Hosted CE options/process and implementation

Marco Mascheroni, Jeff Dost

1

The OSG pool: recap

Manages a dynamic overlay pools that grows
and shrinks based on user’s request

  • Based on the glideinWMS software
    • A Frontend component:
      • Looks at the user jobs in the
        community schedulers
      • Matches them over available
        Computing Element (CE)
      • Determines number of pilot jobs to submit
    • A pilot factory component:
      • Submit the pilot script to site CE
  • Pilot jobs may run multiple user jobs
    • Configures and starts the condor startd daemon

2

The Compute Element: a way into the cluster

  • Set of services that provide access for pilot jobs to a local resource management system
    • jobs that arrive at a CE are not end-user jobs
  • Takes care of authentication, authorization and delegation of jobs to your existing campus HPC/HTC cluster.
  • Receives jobs from the GWMS factory and put them in a (condor) queue
  • Responsible of connecting to the cluster head node and submitting jobs
  • OSG will maintain and operate it for you through the Hosted-CE initiative
  • One Compute Element (CE) for each cluster contributing resources

3

CE

Cluster head node

OSG pilot queue

local batch queue

Hosted-CE initiative

  • OSG configures and maintains an HTCondor-CE on behalf of the site
  • Special configuration of HTCondor-CE that can submit jobs to a remote cluster over SSH (through BOSCO)
  • Provides a simple starting point for opportunistic resource owners that want to start sharing resources on OSG with minimal effort
    • Just need to allow SSH access to a submit node in your cluster

  • Currently maintaining 17 CEs for various institutions

4

Hosted-CE requirements

  • Existing compute cluster with a supported batch system running on a supported operating system
    • Local batch schedulers supported: HTCondor, LSF, PBS and TORQUE, SGE, and Slurm
    • OS Requirements: Red Hat Enterprise 6 and 7 and compatible platforms, for 64-bit Intel architectures.

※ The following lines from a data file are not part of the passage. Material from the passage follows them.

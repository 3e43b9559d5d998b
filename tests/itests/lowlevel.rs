/*
 * Refuse
 * Copyright (C) 2020 Andrew Moffat
 *
 * This program is free software: you can redistribute it and/or modify
 * it under the terms of the GNU Affero General Public License as published by
 * the Free Software Foundation, either version 3 of the License, or
 * (at your option) any later version.
 *
 * This program is distributed in the hope that it will be useful,
 * but WITHOUT ANY WARRANTY; without even the implied warranty of
 * MERCHANTABILITY or FITNESS FOR A PARTICULAR PURPOSE.  See the
 * GNU Affero General Public License for more details.
 *
 * You should have received a copy of the GNU Affero General Public License
 * along with this program.  If not, see <http://www.gnu.org/licenses/>.
 */

use super::TestResult;
use crate::common::cstr;
use crate::common::memfs::S_IFREG;
use crate::common::sink::{Reply, CALLER_UID};
use crate::common::LowLevelHelper;
use libc::c_char;
use nix::errno::Errno;
use parking_lot::Mutex;
use refuse::attr::AttrMap;
use refuse::dispatch::guard::Fault;
use refuse::err::{FuseError, FuseResult};
use refuse::lowlevel::{Entry, LowLevelOperations, Request, SetAttr, ROOT_INO};
use refuse::marshal::{self, FileInfo};
use refuse_sys::{stat, FUSE_SET_ATTR_MODE, FUSE_SET_ATTR_SIZE};
use std::ptr;

const HELLO_INO: u64 = 2;
const LINK_INO: u64 = 3;
const HELLO: &[u8] = b"hello world";

fn hello_attrs() -> AttrMap {
    AttrMap::new()
        .with("st_ino", HELLO_INO)
        .with("st_mode", S_IFREG | 0o444)
        .with("st_nlink", 1u32)
        .with("st_size", HELLO.len())
}

/// One file, and a handler for every way a request can be answered (or not)
#[derive(Default)]
struct Hello {
    written: Mutex<Vec<u8>>,
    setattr: Mutex<Option<(SetAttr, AttrMap)>>,
    symlinks: Mutex<Vec<(String, u64, String)>>,
    fail_init: bool,
}

impl LowLevelOperations for Hello {
    fn init(&self) -> FuseResult<()> {
        if self.fail_init {
            return Err(FuseError::raw(libc::EIO));
        }
        Ok(())
    }

    fn lookup(&self, req: Request<'_>, parent: u64, name: &str) {
        match (parent, name) {
            (ROOT_INO, "hello") => {
                let mut entry = Entry::new(HELLO_INO, hello_attrs());
                entry.attr_timeout = 2.5;
                req.reply_entry(&entry)
            }
            (ROOT_INO, "whoami") => {
                let uid = req.context().map(|c| c.uid).unwrap_or_default();
                req.reply_entry(&Entry::new(uid as u64, AttrMap::new()))
            }
            _ => req.reply_err(Errno::ENOENT),
        }
    }

    fn forget(&self, req: Request<'_>, _ino: u64, _nlookup: u64) {
        req.reply_none()
    }

    fn getattr(&self, req: Request<'_>, ino: u64, _fi: Option<&FileInfo>) {
        if ino == HELLO_INO {
            req.reply_attr(&hello_attrs(), 1.0)
        } else {
            req.reply_err(Errno::ENOENT)
        }
    }

    fn setattr(
        &self,
        req: Request<'_>,
        _ino: u64,
        attrs: AttrMap,
        to_set: SetAttr,
        _fi: Option<&FileInfo>,
    ) {
        *self.setattr.lock() = Some((to_set, attrs));
        req.reply_attr(&hello_attrs(), 1.0)
    }

    fn readlink(&self, req: Request<'_>, ino: u64) {
        if ino == LINK_INO {
            req.reply_readlink(b"hello")
        } else {
            req.reply_err(Errno::EINVAL)
        }
    }

    // never answers
    fn mkdir(&self, _req: Request<'_>, _parent: u64, _name: &str, _mode: u32) {}

    fn unlink(&self, _req: Request<'_>, _parent: u64, name: &str) {
        panic!("can't unlink {}", name)
    }

    fn rmdir(&self, req: Request<'_>, _parent: u64, _name: &str) {
        req.reply_error(FuseError::fatal("directory table corrupt"))
    }

    fn symlink(&self, req: Request<'_>, target: &str, parent: u64, name: &str) {
        self.symlinks
            .lock()
            .push((target.to_string(), parent, name.to_string()));
        req.reply_entry(&Entry::new(LINK_INO, AttrMap::new()))
    }

    fn open(&self, req: Request<'_>, _ino: u64, mut info: FileInfo) {
        info.fh = 7;
        info.direct_io = true;
        req.reply_open(&info)
    }

    fn read(&self, req: Request<'_>, _ino: u64, size: usize, off: i64, _info: FileInfo) {
        let start = (off as usize).min(HELLO.len());
        let end = (start + size).min(HELLO.len());
        req.reply_buf(&HELLO[start..end])
    }

    fn write(&self, req: Request<'_>, _ino: u64, data: &[u8], _off: i64, _info: FileInfo) {
        self.written.lock().extend_from_slice(data);
        req.reply_write(data.len())
    }

    fn statfs(&self, req: Request<'_>, _ino: u64) {
        req.reply_statfs(&AttrMap::new().with("f_bsize", 512u32))
    }

    fn getxattr(&self, req: Request<'_>, _ino: u64, name: &str, size: usize, _position: u32) {
        if name == "user.greeting" {
            req.reply_xattr(size, b"hi there")
        } else {
            req.reply_err(Errno::ENODATA)
        }
    }

    fn listxattr(&self, req: Request<'_>, _ino: u64, size: usize) {
        req.reply_listxattr(size, &["user.a", "user.greeting"])
    }

    // replies from another thread
    fn access(&self, req: Request<'_>, _ino: u64, _mask: i32) {
        std::thread::scope(|s| {
            s.spawn(move || req.reply_ok());
        })
    }

    fn create(&self, req: Request<'_>, _parent: u64, _name: &str, _mode: u32, mut info: FileInfo) {
        info.fh = 9;
        req.reply_create(&Entry::new(4, hello_attrs()), &info)
    }
}

fn entry_of(th: &LowLevelHelper<Hello>, buf: &[u8]) -> (u64, AttrMap, f64) {
    let ep = &th.abi.entry_param;
    let l = &th.abi.stat;
    let ino = l.read_unsigned(buf, &ep.ino);
    let attrs = th.stat(&buf[ep.attr_offset..ep.attr_offset + l.size]);
    (ino, attrs, l.read_double(buf, &ep.attr_timeout))
}

#[test]
fn test_lookup() -> TestResult {
    let th = LowLevelHelper::new(Hello::default());
    let (hello, missing) = (cstr("hello"), cstr("nope"));

    let req = th.req();
    unsafe { th.dispatcher.lookup(req, 1, hello.as_ptr()) };
    match th.sink.reply_to(req) {
        Reply::Entry(buf) => {
            assert_eq!(buf.len(), th.abi.entry_param.size);
            let (ino, attrs, timeout) = entry_of(&th, &buf);
            assert_eq!(ino, HELLO_INO);
            assert_eq!(attrs.get_i64("st_size"), Some(HELLO.len() as i64));
            assert_eq!(timeout, 2.5);
        }
        other => panic!("unexpected {:?}", other),
    }

    let req = th.req();
    unsafe { th.dispatcher.lookup(req, 1, missing.as_ptr()) };
    assert_eq!(th.sink.reply_to(req), Reply::Err(libc::ENOENT));

    let req = th.req();
    unsafe { th.dispatcher.lookup(req, 1, ptr::null()) };
    assert_eq!(th.sink.reply_to(req), Reply::Err(libc::EINVAL));
    Ok(())
}

#[test]
fn test_context() -> TestResult {
    let th = LowLevelHelper::new(Hello::default());
    let name = cstr("whoami");
    let req = th.req();
    unsafe { th.dispatcher.lookup(req, 1, name.as_ptr()) };
    match th.sink.reply_to(req) {
        Reply::Entry(buf) => assert_eq!(entry_of(&th, &buf).0, CALLER_UID as u64),
        other => panic!("unexpected {:?}", other),
    }
    Ok(())
}

#[test]
fn test_getattr_and_forget() -> TestResult {
    let th = LowLevelHelper::new(Hello::default());

    let req = th.req();
    unsafe { th.dispatcher.getattr(req, HELLO_INO as _, ptr::null_mut()) };
    match th.sink.reply_to(req) {
        Reply::Attr(buf, timeout) => {
            let attrs = th.stat(&buf);
            assert_eq!(attrs.get_i64("st_mode"), Some((S_IFREG | 0o444) as i64));
            assert_eq!(timeout, 1.0);
        }
        other => panic!("unexpected {:?}", other),
    }

    let req = th.req();
    unsafe { th.dispatcher.forget(req, HELLO_INO as _, 1) };
    assert_eq!(th.sink.reply_to(req), Reply::None);
    Ok(())
}

#[test]
fn test_setattr() -> TestResult {
    let th = LowLevelHelper::new(Hello::default());
    let mut st = th.abi.stat.zeroed();
    marshal::map_to_stat(
        &th.abi,
        &AttrMap::new().with("st_mode", 0o600u32).with("st_size", 3u64),
        &mut st,
        false,
    );

    let req = th.req();
    let to_set = FUSE_SET_ATTR_MODE | FUSE_SET_ATTR_SIZE;
    unsafe {
        th.dispatcher.setattr(
            req,
            HELLO_INO as _,
            st.as_mut_ptr() as *mut stat,
            to_set,
            ptr::null_mut(),
        )
    };
    assert!(matches!(th.sink.reply_to(req), Reply::Attr(_, _)));

    let (flags, attrs) = th.dispatcher.ops().setattr.lock().clone().unwrap();
    assert_eq!(flags, SetAttr::MODE | SetAttr::SIZE);
    assert_eq!(attrs.get_i64("st_mode"), Some(0o600));
    assert_eq!(attrs.get_i64("st_size"), Some(3));
    Ok(())
}

#[test]
fn test_open_read_write() -> TestResult {
    let th = LowLevelHelper::new(Hello::default());

    let mut fi = th.abi.file_info.layout.zeroed();
    let req = th.req();
    unsafe { th.dispatcher.open(req, HELLO_INO as _, fi.as_mut_ptr() as *mut _) };
    match th.sink.reply_to(req) {
        Reply::Open(buf) => {
            let info = FileInfo::read(&th.abi.file_info, &buf);
            assert_eq!(info.fh, 7);
            assert!(info.direct_io);
        }
        other => panic!("unexpected {:?}", other),
    }

    let req = th.req();
    unsafe { th.dispatcher.read(req, HELLO_INO as _, 5, 6, ptr::null_mut()) };
    assert_eq!(th.sink.reply_to(req), Reply::Buf(b"world".to_vec()));

    let data = b"more";
    let req = th.req();
    unsafe {
        th.dispatcher.write(
            req,
            HELLO_INO as _,
            data.as_ptr() as *const c_char,
            data.len(),
            0,
            ptr::null_mut(),
        )
    };
    assert_eq!(th.sink.reply_to(req), Reply::Write(4));
    assert_eq!(*th.dispatcher.ops().written.lock(), b"more".to_vec());
    Ok(())
}

#[test]
fn test_create() -> TestResult {
    let th = LowLevelHelper::new(Hello::default());
    let name = cstr("new");
    let mut fi = th.abi.file_info.layout.zeroed();
    let req = th.req();
    unsafe {
        th.dispatcher
            .create(req, 1, name.as_ptr(), 0o644, fi.as_mut_ptr() as *mut _)
    };
    match th.sink.reply_to(req) {
        Reply::Create(entry, info) => {
            assert_eq!(entry_of(&th, &entry).0, 4);
            assert_eq!(FileInfo::read(&th.abi.file_info, &info).fh, 9);
        }
        other => panic!("unexpected {:?}", other),
    }
    Ok(())
}

#[test]
fn test_symlink_and_readlink() -> TestResult {
    let th = LowLevelHelper::new(Hello::default());
    let (target, name) = (cstr("hello"), cstr("ln"));

    let req = th.req();
    unsafe { th.dispatcher.symlink(req, target.as_ptr(), 1, name.as_ptr()) };
    assert!(matches!(th.sink.reply_to(req), Reply::Entry(_)));
    assert_eq!(
        *th.dispatcher.ops().symlinks.lock(),
        vec![("hello".to_string(), 1, "ln".to_string())]
    );

    let req = th.req();
    unsafe { th.dispatcher.readlink(req, LINK_INO as _) };
    assert_eq!(th.sink.reply_to(req), Reply::Readlink(b"hello".to_vec()));
    Ok(())
}

#[test]
fn test_statfs() -> TestResult {
    let th = LowLevelHelper::new(Hello::default());
    let req = th.req();
    unsafe { th.dispatcher.statfs(req, 1) };
    match th.sink.reply_to(req) {
        Reply::Statfs(buf) => {
            let st = marshal::statvfs_to_map(&th.abi, &buf);
            assert_eq!(st.get_i64("f_bsize"), Some(512));
        }
        other => panic!("unexpected {:?}", other),
    }
    Ok(())
}

#[test]
fn test_xattrs() -> TestResult {
    let th = LowLevelHelper::new(Hello::default());
    let name = cstr("user.greeting");

    let getxattr = |size: usize| {
        let req = th.req();
        unsafe { th.dispatcher.getxattr(req, 1, name.as_ptr(), size, 0) };
        th.sink.reply_to(req)
    };
    assert_eq!(getxattr(0), Reply::Xattr(8));
    assert_eq!(getxattr(64), Reply::Buf(b"hi there".to_vec()));
    assert_eq!(getxattr(4), Reply::Err(libc::ERANGE));

    let listxattr = |size: usize| {
        let req = th.req();
        unsafe { th.dispatcher.listxattr(req, 1, size) };
        th.sink.reply_to(req)
    };
    assert_eq!(listxattr(0), Reply::Xattr(21));
    assert_eq!(
        listxattr(21),
        Reply::Buf(b"user.a\0user.greeting\0".to_vec())
    );
    assert_eq!(listxattr(20), Reply::Err(libc::ERANGE));
    Ok(())
}

#[test]
fn test_reply_from_another_thread() -> TestResult {
    let th = LowLevelHelper::new(Hello::default());
    let req = th.req();
    unsafe { th.dispatcher.access(req, 1, libc::R_OK) };
    assert_eq!(th.sink.reply_to(req), Reply::Err(0));
    Ok(())
}

#[test]
fn test_unanswered_request() -> TestResult {
    let th = LowLevelHelper::new(Hello::default());
    let name = cstr("d");
    let req = th.req();
    unsafe { th.dispatcher.mkdir(req, 1, name.as_ptr(), 0o755) };
    assert_eq!(th.sink.reply_to(req), Reply::Err(libc::EIO));
    Ok(())
}

#[test]
fn test_panicking_handler() -> TestResult {
    let th = LowLevelHelper::new(Hello::default());
    let name = cstr("f");
    let req = th.req();
    unsafe { th.dispatcher.unlink(req, 1, name.as_ptr()) };
    assert_eq!(th.sink.reply_to(req), Reply::Err(libc::EINVAL));
    assert_eq!(th.exits.count(), 0);
    Ok(())
}

#[test]
fn test_fatal_reply() -> TestResult {
    let th = LowLevelHelper::new(Hello::default());
    let name = cstr("d");
    let req = th.req();
    unsafe { th.dispatcher.rmdir(req, 1, name.as_ptr()) };
    assert_eq!(th.sink.reply_to(req), Reply::Err(libc::EINVAL));
    assert_eq!(th.exits.count(), 1);
    assert!(matches!(
        th.dispatcher.replies().supervisor().faults().take(),
        Some(Fault::Error(FuseError::Fatal(_)))
    ));
    Ok(())
}

#[test]
fn test_init() -> TestResult {
    let th = LowLevelHelper::new(Hello::default());
    assert_eq!(th.dispatcher.init(), 0);
    assert_eq!(th.exits.count(), 0);

    let th = LowLevelHelper::new(Hello {
        fail_init: true,
        ..Hello::default()
    });
    th.dispatcher.init();
    assert_eq!(th.exits.count(), 1);
    assert!(th.dispatcher.replies().supervisor().faults().is_set());
    Ok(())
}

#[test]
fn test_defaults() -> TestResult {
    struct Empty;
    impl LowLevelOperations for Empty {}

    let th = LowLevelHelper::new(Empty);
    let name = cstr("x");
    let data = b"x";

    let req = th.req();
    unsafe { th.dispatcher.lookup(req, 1, name.as_ptr()) };
    assert_eq!(th.sink.reply_to(req), Reply::Err(libc::ENOENT));

    let req = th.req();
    unsafe { th.dispatcher.getattr(req, 1, ptr::null_mut()) };
    assert!(matches!(th.sink.reply_to(req), Reply::Attr(_, _)));

    let req = th.req();
    unsafe {
        th.dispatcher.write(
            req,
            1,
            data.as_ptr() as *const c_char,
            1,
            0,
            ptr::null_mut(),
        )
    };
    assert_eq!(th.sink.reply_to(req), Reply::Err(libc::EROFS));

    let req = th.req();
    unsafe { th.dispatcher.open(req, 1, ptr::null_mut()) };
    assert!(matches!(th.sink.reply_to(req), Reply::Open(_)));

    let req = th.req();
    unsafe { th.dispatcher.release(req, 1, ptr::null_mut()) };
    assert_eq!(th.sink.reply_to(req), Reply::Err(0));

    let req = th.req();
    unsafe { th.dispatcher.flush(req, 1, ptr::null_mut()) };
    assert_eq!(th.sink.reply_to(req), Reply::Err(libc::ENOSYS));
    Ok(())
}
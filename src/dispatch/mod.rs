/*
 * Refuse
 * Copyright (C) 2020 Andrew Moffat
 *
 * This program is free software: you can redistribute it and/or modify
 * it under the terms of the GNU Affero General Public License as published by
 * the Free Software Foundation, either version 3 of the License, or
 * (at your option) any later version.
 *
 * This program is distributed in the hope that it will be useful,
 * but WITHOUT ANY WARRANTY; without even the implied warranty of
 * MERCHANTABILITY or FITNESS FOR A PARTICULAR PURPOSE.  See the
 * GNU Affero General Public License for more details.
 *
 * You should have received a copy of the GNU Affero General Public License
 * along with this program.  If not, see <http://www.gnu.org/licenses/>.
 */

//! Routes high-level libfuse callbacks to an [`Operations`] handler.
//!
//! Every method here takes the native arguments of its callback, decodes
//! them, calls the handler under [`guard`], and encodes the result back into
//! libfuse's buffers and status codes.  The `extern "C"` side lives in
//! [`table`].

pub mod guard;
pub mod table;

use crate::attr::AttrMap;
use crate::codec::Encoding;
use crate::conf::FuseOptions;
use crate::err::{FuseError, FuseResult};
use crate::log::FUSEOP_TAG;
use crate::marshal::{self, FileInfo};
use crate::ops::{Fh, Operations};
use crate::poll::PollHandle;
use guard::{guard, guard_fatal, Supervisor};
use libc::{c_char, c_int, c_uint, c_void, dev_t, gid_t, mode_t, uid_t};
use log::{debug, info, warn};
use nix::errno::Errno;
use refuse_sys::{
    fuse_file_info, fuse_fill_dir_t, fuse_off_t, fuse_pollhandle, stat, statvfs, timespec, Abi,
    LibFuse,
};
use std::ffi::CString;
use std::ptr;

#[cfg(not(target_os = "macos"))]
const IOCTL_SIZE_MASK: u32 = 0x3fff;
#[cfg(target_os = "macos")]
const IOCTL_SIZE_MASK: u32 = 0x1fff;

/// The size of the data argument encoded in an ioctl command number
pub fn ioctl_data_size(cmd: u32) -> usize {
    ((cmd >> 16) & IOCTL_SIZE_MASK) as usize
}

unsafe fn bytes<'a>(ptr: *const c_char, len: usize) -> &'a [u8] {
    if ptr.is_null() || len == 0 {
        &[]
    } else {
        std::slice::from_raw_parts(ptr as *const u8, len)
    }
}

unsafe fn bytes_mut<'a>(ptr: *mut c_char, len: usize) -> &'a mut [u8] {
    if ptr.is_null() || len == 0 {
        &mut []
    } else {
        std::slice::from_raw_parts_mut(ptr as *mut u8, len)
    }
}
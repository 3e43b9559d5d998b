/*
 * Refuse
 * Copyright (C) 2020 Andrew Moffat
 *
 * This program is free software: you can redistribute it and/or modify
 * it under the terms of the GNU Affero General Public License as published by
 * the Free Software Foundation, either version 3 of the License, or
 * (at your option) any later version.
 *
 * This program is distributed in the hope that it will be useful,
 * but WITHOUT ANY WARRANTY; without even the implied warranty of
 * MERCHANTABILITY or FITNESS FOR A PARTICULAR PURPOSE.  See the
 * GNU Affero General Public License for more details.
 *
 * You should have received a copy of the GNU Affero General Public License
 * along with this program.  If not, see <http://www.gnu.org/licenses/>.
 */

//! The boundary between handler code and libfuse.  Nothing a handler does,
//! including panicking, may unwind into C, and every outcome has to become a
//! status libfuse understands.

use crate::err::{FuseError, FuseResult};
use crate::log::{next_request, FUSEOP_TAG, FUSE_TAG};
use libc::c_int;
use log::{debug, error, warn};
use parking_lot::Mutex;
use refuse_sys::{fuse_session, LibFuse};
use std::any::Any;
use std::panic::{catch_unwind, AssertUnwindSafe};
use std::sync::atomic::{AtomicBool, AtomicPtr, Ordering};
use std::sync::Arc;

/// Something that went wrong badly enough to end the session
pub enum Fault {
    Panic(Box<dyn Any + Send + 'static>),
    Error(FuseError),
}

impl std::fmt::Debug for Fault {
    fn fmt(&self, f: &mut std::fmt::Formatter<'_>) -> std::fmt::Result {
        match self {
            Fault::Panic(payload) => write!(f, "Panic({})", panic_message(payload.as_ref())),
            Fault::Error(e) => write!(f, "Error({})", e),
        }
    }
}

pub fn panic_message(payload: &(dyn Any + Send)) -> String {
    if let Some(s) = payload.downcast_ref::<&str>() {
        s.to_string()
    } else if let Some(s) = payload.downcast_ref::<String>() {
        s.clone()
    } else {
        "<non-string panic payload>".to_string()
    }
}

/// Holds the first fault of a session.  Later ones are logged and dropped.
#[derive(Debug, Default)]
pub struct FaultSlot {
    fault: Mutex<Option<Fault>>,
}

impl FaultSlot {
    pub fn record(&self, fault: Fault) {
        let mut slot = self.fault.lock();
        if slot.is_none() {
            *slot = Some(fault);
        } else {
            warn!(target: FUSE_TAG, "Dropping subsequent fault {:?}", fault);
        }
    }

    pub fn take(&self) -> Option<Fault> {
        self.fault.lock().take()
    }

    pub fn is_set(&self) -> bool {
        self.fault.lock().is_some()
    }
}

/// Asks the native loop to stop dispatching.
pub trait SessionControl: Send + Sync {
    fn exit(&self);
}

impl<C: SessionControl + ?Sized> SessionControl for Arc<C> {
    fn exit(&self) {
        (**self).exit()
    }
}

/// Exits the high-level session that is calling us, via `fuse_get_context`.
/// Only meaningful from inside a callback.
pub struct ContextExit;

impl SessionControl for ContextExit {
    fn exit(&self) {
        if let Some(lib) = LibFuse::loaded() {
            unsafe {
                let ctx = (lib.fuse_get_context)();
                if !ctx.is_null() && !(*ctx).fuse.is_null() {
                    (lib.fuse_exit)((*ctx).fuse);
                }
            }
        }
    }
}

/// Exits a low-level session.  The session pointer only exists after the
/// dispatcher has been handed to libfuse, so it is filled in late.
#[derive(Default)]
pub struct SessionExit {
    session: AtomicPtr<fuse_session>,
}

impl SessionExit {
    pub fn set_session(&self, session: *mut fuse_session) {
        self.session.store(session, Ordering::SeqCst);
    }
}

impl SessionControl for SessionExit {
    fn exit(&self) {
        let session = self.session.load(Ordering::SeqCst);
        if session.is_null() {
            return;
        }
        if let Some(lib) = LibFuse::loaded() {
            unsafe { (lib.fuse_session_exit)(session) }
        }
    }
}

/// The fault slot and exit control shared by every callback of a session.
pub struct Supervisor {
    faults: FaultSlot,
    control: Box<dyn SessionControl>,
    exiting: AtomicBool,
}

impl Supervisor {
    pub fn new(control: Box<dyn SessionControl>) -> Self {
        Self {
            faults: FaultSlot::default(),
            control,
            exiting: AtomicBool::new(false),
        }
    }

    pub fn faults(&self) -> &FaultSlot {
        &self.faults
    }

    pub fn control(&self) -> &dyn SessionControl {
        self.control.as_ref()
    }

    /// Idempotent
    pub fn request_exit(&self) {
        if !self.exiting.swap(true, Ordering::SeqCst) {
            debug!(target: FUSE_TAG, "Requesting session exit");
            self.control.exit();
        }
    }

    pub fn exit_requested(&self) -> bool {
        self.exiting.load(Ordering::SeqCst)
    }

    /// Records the fault and ends the session
    pub fn abort(&self, fault: Fault) {
        self.faults.record(fault);
        self.request_exit();
    }

    /// The negative status for a failed operation.  Fatal errors are
    /// recorded and end the session.
    pub fn status_of(&self, op: &str, e: FuseError) -> c_int {
        match e {
            FuseError::Code {
                errno: Some(num), ..
            } if num > 0 => {
                debug!(target: FUSEOP_TAG, "{} failed: {}", op, e);
                -num
            }
            FuseError::Code { .. } => {
                error!(
                    target: FUSEOP_TAG,
                    "{} failed without a valid errno: {}", op, e
                );
                -libc::EINVAL
            }
            FuseError::Fatal(_) => {
                error!(target: FUSEOP_TAG, "{} failed fatally: {}", op, e);
                self.abort(Fault::Error(e));
                -libc::EINVAL
            }
        }
    }
}

fn run<F>(op: &'static str, supervisor: &Supervisor, fatal_panics: bool, f: F) -> c_int
where
    F: FnOnce() -> FuseResult<c_int>,
{
    next_request();
    match catch_unwind(AssertUnwindSafe(f)) {
        Ok(Ok(status)) => status,
        Ok(Err(e)) => supervisor.status_of(op, e),
        Err(payload) => {
            error!(
                target: FUSEOP_TAG,
                "{} panicked: {}",
                op,
                panic_message(payload.as_ref())
            );
            if fatal_panics {
                supervisor.abort(Fault::Panic(payload));
            }
            -libc::EINVAL
        }
    }
}

/// Runs one handler call.  A panic is reported as `EINVAL`.
pub fn guard<F>(op: &'static str, supervisor: &Supervisor, f: F) -> c_int
where
    F: FnOnce() -> FuseResult<c_int>,
{
    run(op, supervisor, false, f)
}

/// For callbacks that have no way to report failure (init): any error or
/// panic is recorded and ends the session.
pub fn guard_fatal<F>(op: &'static str, supervisor: &Supervisor, f: F) -> c_int
where
    F: FnOnce() -> FuseResult<c_int>,
{
    run(op, supervisor, true, || {
        f().map_err(|e| match e {
            FuseError::Fatal(_) => e,
            other => FuseError::Fatal(format!("{} failed: {}", op, other)),
        })
    })
}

Select rebuilds of RHEL are also supported (CentOS 6, CentOS 7, Red Hat Enterprise Linux 6, Red Hat Enterprise Linux 7, Scientific Linux 6, Scientific Linux 7)
  • Outbound network connectivity from the compute nodes (they can be behind NAT)
  • Shared file system between the cluster head node and the compute nodes
  • Temporary scratch space on each worker node

5

Requesting a Hosted-CE

  • Requires site admins to fill in two forms (like you did)
    • One with "anagraphic" information
    • One with specific "configuration" information
  • Upon completion OSG will contact you and ask you to grant access to a specific ssh key
    • We ask you to create 20 accounts on the cluster head node (from osg01 to osg20)
    • Correspond to the different communities (plus some spare)
    • The ssh key is shared among the 20 accounts, but each CE has its own
  • As soon as the ssh connection works OSG will install the required software on the cluster head node

6

Software running on the Cluster Head Node

  • The CE will start a GAHP server on the cluster head node once it receives jobs
    • The Grid Ascii Helper Protocol (GAHP) is the standard protocol used for communication with CEs on the Grid
  • The CE will then talk to the GAHP server on the head node and perform the required operations
    • Submit new jobs (slurm_submit.sh, pbs_submit.sh, ...)
    • Query the status of existing jobs (slurm_status.sh, pbs_status.sh)

7

Software installed on the head node (details)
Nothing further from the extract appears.